The Stone of Scone, also known as the Stone of Destiny, is seen as of huge significance to Scotland's nationhood. It was the seat on which generations of Kings of Scotland, and Kings of Dalriada before them, were crowned.
Until 1296 it was housed at Scone Abbey, where the coronations of Kings of Scotland took place: the last being of John Balliol. But Edward I of England stripped Scotland of all emblems of nationhood in 1296, and took the Stone of Destiny to a new home in Westminster Abbey. For the next 700 years it was to be housed in a specially-built coronation chair, on which Kings and Queens of England, then of Britain, were crowned.
The legend of the Stone of Destiny goes back to the foundation myth of Scotland. In about 1400BC, an Egyptian Pharaoh had a daughter called Scota, who married Goídel Glas. They were exiled from Egypt and eventuallty settled in north-west Spain. Their descendents later conquered Ireland and became the Scotii, who also in time came to rule Scotland.

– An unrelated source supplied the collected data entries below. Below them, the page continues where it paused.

//! 内存平台实现（用于测试与本地联调）。

use crate::command::PlatformCommand;
use crate::{CommandSink, Platform, PlatformError};
use async_trait::async_trait;
use domain::{DeviceIdentity, DeviceStatus, ScalarValue};
use std::collections::{BTreeMap, HashMap};
use std::sync::atomic::{AtomicBool, Ordering};
use std::sync::{Arc, Mutex, RwLock};
use std::time::Duration;

/// 记录所有调用的内存平台。
#[derive(Default)]
pub struct InMemoryPlatform {
    devices: RwLock<HashMap<String, DeviceIdentity>>,
    fetches: Mutex<HashMap<String, usize>>,
    telemetry: Mutex<Vec<(String, BTreeMap<String, ScalarValue>)>>,
    statuses: Mutex<Vec<(String, DeviceStatus)>>,
    heartbeats: Mutex<Vec<String>>,
    sink: Mutex<Option<Arc<dyn CommandSink>>>,
    fetch_delay: Mutex<Duration>,
    fail_fetch: AtomicBool,
    fail_publish: AtomicBool,
    fail_heartbeat: AtomicBool,
}

impl InMemoryPlatform {
    pub fn new() -> Self {
        Self::default()
    }

    /// 登记设备：`wire_id` → `device_id`。
    pub fn register_device(&self, wire_id: &str, device_id: &str) {
        if let Ok(mut devices) = self.devices.write() {
            devices.insert(wire_id.to_string(), DeviceIdentity::new(device_id, wire_id));
        }
    }

    /// 每次身份查询前的等待时间，用于构造并发未命中。
    pub fn set_fetch_delay(&self, delay: Duration) {
        if let Ok(mut current) = self.fetch_delay.lock() {
            *current = delay;
        }
    }

    pub fn set_fail_fetch(&self, fail: bool) {
        self.fail_fetch.store(fail, Ordering::SeqCst);
    }

    pub fn set_fail_publish(&self, fail: bool) {
        self.fail_publish.store(fail, Ordering::SeqCst);
    }

    pub fn set_fail_heartbeat(&self, fail: bool) {
        self.fail_heartbeat.store(fail, Ordering::SeqCst);
    }

    /// 指定设备编号的身份查询次数（含失败）。
    pub fn fetch_count(&self, wire_id: &str) -> usize {
        self.fetches
            .lock()
            .map(|fetches| fetches.get(wire_id).copied().unwrap_or(0))
            .unwrap_or(0)
    }

    pub fn telemetry(&self) -> Vec<(String, BTreeMap<String, ScalarValue>)> {
        self.telemetry
            .lock()
            .map(|items| items.clone())
            .unwrap_or_default()
    }

    pub fn statuses(&self) -> Vec<(String, DeviceStatus)> {
        self.statuses
            .lock()
            .map(|items| items.clone())
            .unwrap_or_default()
    }

    /// 指定设备收到的某种状态通知次数。
    pub fn status_count(&self, device_id: &str, status: DeviceStatus) -> usize {
        self.statuses()
            .iter()
            .filter(|(id, value)| id == device_id && *value == status)
            .count()
    }

    pub fn heartbeats(&self) -> Vec<String> {
        self.heartbeats
            .lock()
            .map(|items| items.clone())
            .unwrap_or_default()
    }

    /// 模拟平台下发一条指令；未注册接收方时返回 `false`。
    pub async fn deliver_command(&self, command: PlatformCommand) -> bool {
        let sink = self.sink.lock().ok().and_then(|sink| sink.clone());
        match sink {
            Some(sink) => {
                sink.on_command(command).await;
                true
            }
            None => false,
        }
    }

    /// 轮询等待条件成立，超时返回 `false`。
    pub async fn wait_until<F>(&self, timeout: Duration, predicate: F) -> bool
    where
        F: Fn(&Self) -> bool,
    {
        let deadline = tokio::time::Instant::now() + timeout;
        loop {
            if predicate(self) {
                return true;
            }
            if tokio::time::Instant::now() >= deadline {
                return false;
            }
            tokio::time::sleep(Duration::from_millis(5)).await;
        }
    }
}

#[async_trait]
impl Platform for InMemoryPlatform {
    async fn fetch_identity(&self, wire_id: &str) -> Result<DeviceIdentity, PlatformError> {
        {
            let mut fetches = self
                .fetches
                .lock()
                .map_err(|_| PlatformError::Unavailable("lock failed".to_string()))?;
            *fetches.entry(wire_id.to_string()).or_insert(0) += 1;
        }
        let delay = self
            .fetch_delay
            .lock()
            .map(|delay| *delay)
            .unwrap_or_default();
        if !delay.is_zero() {
            tokio::time::sleep(delay).await;
        }
        if self.fail_fetch.load(Ordering::SeqCst) {
            return Err(PlatformError::Unavailable("fetch disabled".to_string()));
        }
        let devices = self
            .devices
            .read()
            .map_err(|_| PlatformError::Unavailable("lock failed".to_string()))?;
        devices
            .get(wire_id)
            .cloned()
            .ok_or_else(|| PlatformError::NotFound(wire_id.to_string()))
    }

    async fn publish_telemetry(
        &self,
        device_id: &str,
        values: &BTreeMap<String, ScalarValue>,
    ) -> Result<(), PlatformError> {
        if self.fail_publish.load(Ordering::SeqCst) {
            return Err(PlatformError::Publish("publish disabled".to_string()));
        }
        let mut telemetry = self
            .telemetry
            .lock()
            .map_err(|_| PlatformError::Unavailable("lock failed".to_string()))?;
        telemetry.push((device_id.to_string(), values.clone()));
        Ok(())
    }

    async fn publish_status(
        &self,
        device_id: &str,
        status: DeviceStatus,
    ) -> Result<(), PlatformError> {
        if self.fail_publish.load(Ordering::SeqCst) {
            return Err(PlatformError::Publish("publish disabled".to_string()));
        }
        let mut statuses = self
            .statuses
            .lock()
            .map_err(|_| PlatformError::Unavailable("lock failed".to_string()))?;
        statuses.push((device_id.to_string(), status));
        Ok(())
    }

    async fn send_heartbeat(&self, service_id: &str) -> Result<(), PlatformError> {
        if self.fail_heartbeat.load(Ordering::SeqCst) {
            return Err(PlatformError::Unavailable("heartbeat disabled".to_string()));
        }
        let mut heartbeats = self
            .heartbeats
            .lock()
            .map_err(|_| PlatformError::Unavailable("lock failed".to_string()))?;
        heartbeats.push(service_id.to_string());
        Ok(())
    }

    fn register_command_sink(&self, sink: Arc<dyn CommandSink>) -> Result<(), PlatformError> {
        let mut current = self
            .sink
            .lock()
            .map_err(|_| PlatformError::Unavailable("lock failed".to_string()))?;
        *current = Some(sink);
        Ok(())
    }
}
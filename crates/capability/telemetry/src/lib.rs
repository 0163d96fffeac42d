//! 追踪初始化、请求 ID、基础计数指标与设备审计日志。

mod audit;

pub use audit::{
    AuditEvent, AuditRecord, AuditStats, DeviceAuditLog, DeviceLogConfig, UNKNOWN_DEVICE,
};

use std::sync::OnceLock;
use std::sync::atomic::{AtomicU64, Ordering};
use tracing_subscriber::{EnvFilter, fmt};

/// 请求级追踪标识。
#[derive(Debug, Clone)]
pub struct RequestIds {
    pub request_id: String,
    pub trace_id: String,
}

/// 基础指标快照。
#[derive(Debug, Clone, Copy, Default, serde::Serialize)]
pub struct MetricsSnapshot {
    pub connections_opened: u64,
    pub connections_closed: u64,
    pub connections_rejected: u64,
    pub frames_received: u64,
    pub frames_dropped: u64,
    pub identity_failures: u64,
    pub telemetry_published: u64,
    pub telemetry_failures: u64,
    pub status_published: u64,
    pub status_failures: u64,
    pub commands_sent: u64,
    pub commands_failed: u64,
    pub heartbeat_failures: u64,
}

/// 基础指标。
pub struct TelemetryMetrics {
    connections_opened: AtomicU64,
    connections_closed: AtomicU64,
    connections_rejected: AtomicU64,
    frames_received: AtomicU64,
    frames_dropped: AtomicU64,
    identity_failures: AtomicU64,
    telemetry_published: AtomicU64,
    telemetry_failures: AtomicU64,
    status_published: AtomicU64,
    status_failures: AtomicU64,
    commands_sent: AtomicU64,
    commands_failed: AtomicU64,
    heartbeat_failures: AtomicU64,
}

impl TelemetryMetrics {
    pub fn new() -> Self {
        Self {
            connections_opened: AtomicU64::new(0),
            connections_closed: AtomicU64::new(0),
            connections_rejected: AtomicU64::new(0),
            frames_received: AtomicU64::new(0),
            frames_dropped: AtomicU64::new(0),
            identity_failures: AtomicU64::new(0),
            telemetry_published: AtomicU64::new(0),
            telemetry_failures: AtomicU64::new(0),
            status_published: AtomicU64::new(0),
            status_failures: AtomicU64::new(0),
            commands_sent: AtomicU64::new(0),
            commands_failed: AtomicU64::new(0),
            heartbeat_failures: AtomicU64::new(0),
        }
    }

    pub fn snapshot(&self) -> MetricsSnapshot {
        MetricsSnapshot {
            connections_opened: self.connections_opened.load(Ordering::Relaxed),
            connections_closed: self.connections_closed.load(Ordering::Relaxed),
            connections_rejected: self.connections_rejected.load(Ordering::Relaxed),
            frames_received: self.frames_received.load(Ordering::Relaxed),
            frames_dropped: self.frames_dropped.load(Ordering::Relaxed),
            identity_failures: self.identity_failures.load(Ordering::Relaxed),
            telemetry_published: self.telemetry_published.load(Ordering::Relaxed),
            telemetry_failures: self.telemetry_failures.load(Ordering::Relaxed),
            status_published: self.status_published.load(Ordering::Relaxed),
            status_failures: self.status_failures.load(Ordering::Relaxed),
            commands_sent: self.commands_sent.load(Ordering::Relaxed),
            commands_failed: self.commands_failed.load(Ordering::Relaxed),
            heartbeat_failures: self.heartbeat_failures.load(Ordering::Relaxed),
        }
    }
}

impl Default for TelemetryMetrics {
    fn default() -> Self {
        Self::new()
    }
}

static METRICS: OnceLock<TelemetryMetrics> = OnceLock::new();

/// 获取全局指标实例。
pub fn metrics() -> &'static TelemetryMetrics {
    METRICS.get_or_init(TelemetryMetrics::new)
}

/// 初始化 tracing（默认 info）。
pub fn init_tracing() {
    let filter = EnvFilter::try_from_default_env().unwrap_or_else(|_| EnvFilter::new("info"));
    let _ = fmt().with_env_filter(filter).try_init();
}

/// 生成新的 request_id 与 trace_id。
pub fn new_request_ids() -> RequestIds {
    RequestIds {
        request_id: uuid::Uuid::new_v4().to_string(),
        trace_id: uuid::Uuid::new_v4().to_string(),
    }
}

/// 记录新建连接次数。
pub fn record_connection_opened() {
    metrics().connections_opened.fetch_add(1, Ordering::Relaxed);
}

/// 记录连接关闭次数。
pub fn record_connection_closed() {
    metrics().connections_closed.fetch_add(1, Ordering::Relaxed);
}

/// 记录因连接数上限被拒绝的连接。
pub fn record_connection_rejected() {
    metrics().connections_rejected.fetch_add(1, Ordering::Relaxed);
}

/// 记录收到的帧。
pub fn record_frame_received() {
    metrics().frames_received.fetch_add(1, Ordering::Relaxed);
}

/// 记录解析失败被丢弃的帧。
pub fn record_frame_dropped() {
    metrics().frames_dropped.fetch_add(1, Ordering::Relaxed);
}

/// 记录设备身份解析失败次数。
pub fn record_identity_failure() {
    metrics().identity_failures.fetch_add(1, Ordering::Relaxed);
}

/// 记录遥测上报结果。
pub fn record_telemetry(ok: bool) {
    let metrics = metrics();
    if ok {
        metrics.telemetry_published.fetch_add(1, Ordering::Relaxed);
    } else {
        metrics.telemetry_failures.fetch_add(1, Ordering::Relaxed);
    }
}

/// 记录状态上报结果。
pub fn record_status(ok: bool) {
    let metrics = metrics();
    if ok {
        metrics.status_published.fetch_add(1, Ordering::Relaxed);
    } else {
        metrics.status_failures.fetch_add(1, Ordering::Relaxed);
    }
}

/// 记录指令下发结果。
pub fn record_command(ok: bool) {
    let metrics = metrics();
    if ok {
        metrics.commands_sent.fetch_add(1, Ordering::Relaxed);
    } else {
        metrics.commands_failed.fetch_add(1, Ordering::Relaxed);
    }
}

/// 记录服务心跳失败次数。
pub fn record_heartbeat_failure() {
    metrics().heartbeat_failures.fetch_add(1, Ordering::Relaxed);
}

When the descendents of Scota arrived in Scotland, the story continues, they brought with them a block of sandstone weighing 152kg. This had been used as a pillow by Jacob when he had the dream reported in Genesis about Jacob's Ladder. The Stone of Destiny, as it became known, was first located at Dunadd during the time of Dalriada, before being moved to Scone by King Kenneth I.
Until Christmas Day, 1950, the Stone of Destiny remained where it had been placed by Edward I, in Westminster Abbey. Four students from Glasgow University broke into Westminster Abbey in the early hours of the morning and removed the stone, accidentally breaking it in two as they did so. The stone was subsequently repaired by a Glasgow stonemason before being hidden in a tractor repair shed a Firemore, north of Inverasdale in Wester Ross.
But it was becoming clear that public opinion in Scotland was not as overwhelmingly in favour of the removal of the Stone of Destiny as the students had hoped. So on 11 April 1951 the Stone of Destiny was left, covered in a Saltire, at the altar in the ruins of Arbroath Abbey. It was returned to a repaired Coronation Chair in good time for the Coronation of Queen Elizabeth II in 1953.
On 15 November 1996, as a result of an initiative by the Conservative Prime Minister John Major, the Stone of Destiny returned to Scotland once more, this time under military escort as it crossed the River Tweed at Coldstream. In now lives alongside the Honours of Scotland in Edinburgh Castle, though it will be returned to Westminster Abbey when needed for Coronations. Many saw this as a political ploy to resurrect the Conservatives' failing support in Scotland. It didn't work: the 1997 General Election saw the Conservative Party emerge without a single Scottish seat in Parliament.
Rumours persist about the Stone of Destiny. Some say that monks at Scone Abbey switched the stone and that what Edward I took to England was not the real Stone of Destiny. Others claim that those who removed the stone on Christmas Day 1950 then switched it, and that what was returned on April 1951 was not the original: which was instead hidden in a peat bank in Wester Ross. As with everything else to do with the Stone of Destiny, the importance of the symbolism surrounding it far outweighs the block of sandstone itself, all 152kg of it.